Representative Howard "Buck" McKeon (R-California) heads the education subcommittee that will shepherd the Higher Education Reauthorization Act through Congress later this year. He also intends to introduce a bill designed to curtail the rising cost of higher education. McKeon, a former western wear retailer, was first elected to the House in 1992. This interview took place in his office on Capitol Hill, and was conducted by freelance writer Ron Feemster, a frequent contributor to National CrossTalk.

Ron Feemster: About five years ago you helped create a commission to study the cost of higher education. The commission concluded that tuition costs were rising too fast. At the time you called on colleges and universities to take voluntary measures to control tuition prices in higher education. Now it would appear that you are going to make higher education institutions accountable, using a bill that threatens schools with a loss of federal funding if they do not keep tuition prices in line with inflation. What happened in the interim to lead you to threaten schools with price controls?

Howard "Buck" McKeon: Colleges and universities kept increasing their tuition. That's what happened. You know I don't call this "price controls." I'm a Republican. I'm a conservative. I don't follow having price controls. What we are talking about is coming up with a bill that will let the universities and colleges control their costs. And if they don't do it, we will have to see about some other measures. So the bill we are talking about-one part of the bill, the affordability index-says that if you raise your tuition and fees more than twice the rate of inflation two years in a row, you will have to explain to the Department (of Education) why. If you continue and do it a third year, then we will look at some kind of sanctions.

RF: You have been fairly specific in what you think those kind of sanctions are going to be-withdrawing federal funding from the schools who don't keep a tight rein on tuition.

BM: Right now we contribute about thirty percent of revenue to higher education. And so sometimes I think we are an accomplice in helping them raise their fees, which drives some people out of higher education. We get statistics that say that about 40 percent of people who are qualified to go are not able to go to a college or university because of the cost. That's after we've increased Pell Grants from $2,000 to $4,050 on my watch as chairman.

We've increased other college student aid. We've been putting in more and more money at the federal level. We've driven interest rates down to make student loans more affordable. But colleges keep raising their tuition and fees, and the states have been lowering their contribution. We think that we all need to come together. We need the feds, the schools, parents and the states. Everybody has to get involved with the solution to this problem.

RF: But if you cut someone off from federal funding...

BM: We're not cutting anybody off. They will make that decision. The schools need to come to the table and look at their costs.

RF: What if a school thinks it can no longer offer the level of product they feel they have to offer at the price that the federal government requires?

BM: Wait a minute. The federal government is a partner in this. We're putting in a lot of money. I remember one of my critics saying something about how this is free enterprise. You know the way I look at free enterprise. When I was in business before I came to Congress, I paid 35 to 40 percent of my profits to the federal government.
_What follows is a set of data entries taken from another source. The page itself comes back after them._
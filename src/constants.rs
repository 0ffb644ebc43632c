//! Defaults shared across retrieval, caching and prompting.
//!
//! # Embedding dimension
//!
//! The embedding dimension is shared by the embedder, the vector index and the
//! semantic cache. Cache entries written under one dimension never produce hits
//! under another (cosine similarity of mismatched vectors is 0).
//!
//! 1. Use [`DimConfig`] to pass the dimension through initialization
//! 2. Use [`validate_embedding_dim`] at startup

/// Output dimension of `nomic-embed-text`.
pub const DEFAULT_EMBEDDING_DIM: usize = 768;

/// RRF smoothing constant.
pub const RRF_K: f64 = 60.0;

pub const DEFAULT_TOP_K: usize = 5;

pub const DEFAULT_OVERFETCH_MULTIPLIER: usize = 3;

pub const DEFAULT_RERANK_POOL_MULTIPLIER: usize = 4;

pub const DEFAULT_CACHE_THRESHOLD: f32 = 0.95;

pub const DEFAULT_CACHE_TTL_SECS: u64 = 360;

pub const DEFAULT_CONTEXT_CHAR_BUDGET: usize = 400;

pub const DEFAULT_COLLECTION_NAME: &str = "legal_docs";

pub const REFUSAL_MESSAGE: &str = "I can\u{2019}t provide that content.";

/// Runtime dimension configuration for modules that need to agree on vector sizes.
#[derive(Debug, Clone, Copy, PartialEq, Eq)]
pub struct DimConfig {
    /// The embedding vector dimension (number of floats).
    pub embedding_dim: usize,
}

impl Default for DimConfig {
    fn default() -> Self {
        Self {
            embedding_dim: DEFAULT_EMBEDDING_DIM,
        }
    }
}

impl DimConfig {
    /// Creates a new dimension configuration with the specified embedding dimension.
    pub fn new(embedding_dim: usize) -> Self {
        Self { embedding_dim }
    }

    /// Rejects a zero dimension.
    pub fn validate(&self) -> Result<(), DimValidationError> {
        if self.embedding_dim == 0 {
            return Err(DimValidationError::ZeroDimension);
        }
        Ok(())
    }

    /// Returns the dimension as a qdrant vector size.
    pub fn vector_size(&self) -> u64 {
        self.embedding_dim as u64
    }
}

/// Error returned when dimension validation fails.
#[derive(Debug, Clone, PartialEq, Eq, thiserror::Error)]
pub enum DimValidationError {
    #[error("embedding dimension cannot be zero")]
    ZeroDimension,

    #[error("embedder produces {actual}-dimensional vectors, collection expects {expected}")]
    DimensionMismatch { expected: usize, actual: usize },
}

/// Validates that a runtime embedding dimension matches the expected dimension.
///
/// # Example
///
/// ```
/// use secure_rag::constants::{validate_embedding_dim, DEFAULT_EMBEDDING_DIM};
///
/// let embedder_dim = 768;
/// validate_embedding_dim(embedder_dim, DEFAULT_EMBEDDING_DIM).unwrap();
/// ```
pub fn validate_embedding_dim(actual: usize, expected: usize) -> Result<(), DimValidationError> {
    if actual != expected {
        return Err(DimValidationError::DimensionMismatch { expected, actual });
    }
    Ok(())
}
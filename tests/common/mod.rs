//! Shared fixtures for pipeline integration tests.

#![allow(dead_code)]

use std::sync::Arc;
use std::sync::atomic::{AtomicUsize, Ordering};

use async_trait::async_trait;
use parking_lot::Mutex;

use secure_rag::embedding::EmbeddingResult;
use secure_rag::generation::GenerationResult;
use secure_rag::{
    DocumentIndex, DocumentPayload, DocumentPoint, Embedder, Generator, LexicalIndex,
    LexicalSnapshot, MockDocumentIndex, Sensitivity, vectordb::WriteConsistency,
};

pub const COLLECTION: &str = "legal_docs";

/// Embeds every text onto the same axis and counts calls.
#[derive(Default)]
pub struct AxisEmbedder {
    calls: AtomicUsize,
}

impl AxisEmbedder {
    pub fn calls(&self) -> usize {
        self.calls.load(Ordering::SeqCst)
    }
}

#[async_trait]
impl Embedder for AxisEmbedder {
    async fn embed(&self, _text: &str) -> EmbeddingResult<Vec<f32>> {
        self.calls.fetch_add(1, Ordering::SeqCst);
        Ok(vec![1.0, 0.0, 0.0, 0.0])
    }

    fn dimension(&self) -> usize {
        4
    }
}

/// Echoes its context back so tests can inspect what the model would have seen.
#[derive(Default)]
pub struct EchoGenerator {
    contexts: Mutex<Vec<String>>,
}

impl EchoGenerator {
    pub fn calls(&self) -> usize {
        self.contexts.lock().len()
    }

    pub fn contexts(&self) -> Vec<String> {
        self.contexts.lock().clone()
    }
}

#[async_trait]
impl Generator for EchoGenerator {
    async fn generate(&self, context: &str, question: &str) -> GenerationResult<String> {
        self.contexts.lock().push(context.to_string());
        Ok(format!("Answer to '{question}' from {} chars", context.len()))
    }
}

type Doc = (&'static str, [f32; 4], &'static str, &'static str, &'static str, Sensitivity);

/// The confidential salary document is the closest dense match for every query.
#[rustfmt::skip]
pub const DOCS: [Doc; 5] = [
    ("1", [1.0, 0.0, 0.0, 0.0], "Salary band adjustments: manager bands rise 4% in March.", "salary.txt", "acme", Sensitivity::Confidential),
    ("2", [0.9, 0.1, 0.0, 0.0], "Salary band adjustments are announced by HR each spring.", "handbook.txt", "acme", Sensitivity::Public),
    ("3", [0.8, 0.2, 0.0, 0.0], "Remote work requires manager approval.", "remote.txt", "acme", Sensitivity::Public),
    ("4", [0.95, 0.05, 0.0, 0.0], "Globex salary band adjustments for 2024.", "globex_salary.txt", "globex", Sensitivity::Public),
    ("5", [0.0, 1.0, 0.0, 0.0], "Salary bands confidential appendix.", "appendix.txt", "acme", Sensitivity::Confidential),
];

pub async fn seeded_index() -> Arc<MockDocumentIndex> {
    let index = Arc::new(MockDocumentIndex::new());
    index.ensure_collection(COLLECTION, 4).await.unwrap();
    let points = DOCS
        .iter()
        .map(|(id, vector, text, source, tenant, sensitivity)| {
            DocumentPoint::new(
                vector.to_vec(),
                DocumentPayload::new(text, source, tenant, *sensitivity),
            )
            .with_id(id)
        })
        .collect();
    index
        .upsert_documents(COLLECTION, points, WriteConsistency::Strong)
        .await
        .unwrap();
    index
}

/// Lexical index keyed by source filename, as produced by offline corpus builds.
pub fn filename_lexical() -> Arc<LexicalIndex> {
    let snapshot = LexicalSnapshot::new(
        DOCS.iter().map(|d| d.2.to_string()).collect(),
        DOCS.iter().map(|d| d.3.to_string()).collect(),
    )
    .unwrap();
    Arc::new(LexicalIndex::build(&snapshot).unwrap())
}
The schools receive money. That's a little difference. So if we're going to be sending money, maybe we should have a voice in what they do with that money.

The schools aren't my enemy. The schools are doing a great service. And they need to do it. But what they need to be doing is to watch their costs. To have sufficient controls so that the 40 percent of young people who can't get into college just because of cost would have a shot at it.

RF: Tell me in a little more detail how this program will work. When are you going to introduce the bill?

BM: We don't have a definite time frame. We'll be holding hearings first. We've just talked about one thing: the affordability index. There are other things we're gong to do in the bill, too. We want to see what we can do to cut back federal regulation. If they can show us things that are driving up costs that come from the federal government, let us take a whack at that. Let us see if we can cut out those things. I want to help them cut costs, not increase costs.

Anything creative that we can do. We need to come together and not be confrontational about this. We need to come together and say what can we do to keep these rates down so that we can broaden access so that this 40 percent that can't now get into a college or university can get into a school.

RF: What do you see as federal regulations that you could eliminate? Certainly people have come to you asking to get rid of this or that regulation.

BM: We put in a bill that we call FEDUP, because we have 800 pages of federal regulation that deal with higher education. So I contacted all of the schools, and we got over 3,000 responses from schools about things they would like to see cut out or eliminated or simplified. We put it into a bill that was non-controversial and bipartisan. When we got to the final markup the other side had a lot of amendments and we had to pull the bill back.

RF: It seems to me that you are being a slight bit disingenuous not to say that there is a price-control element of this bill. You can say it's somebody's choice if they want to wear a parachute when they are sky-diving...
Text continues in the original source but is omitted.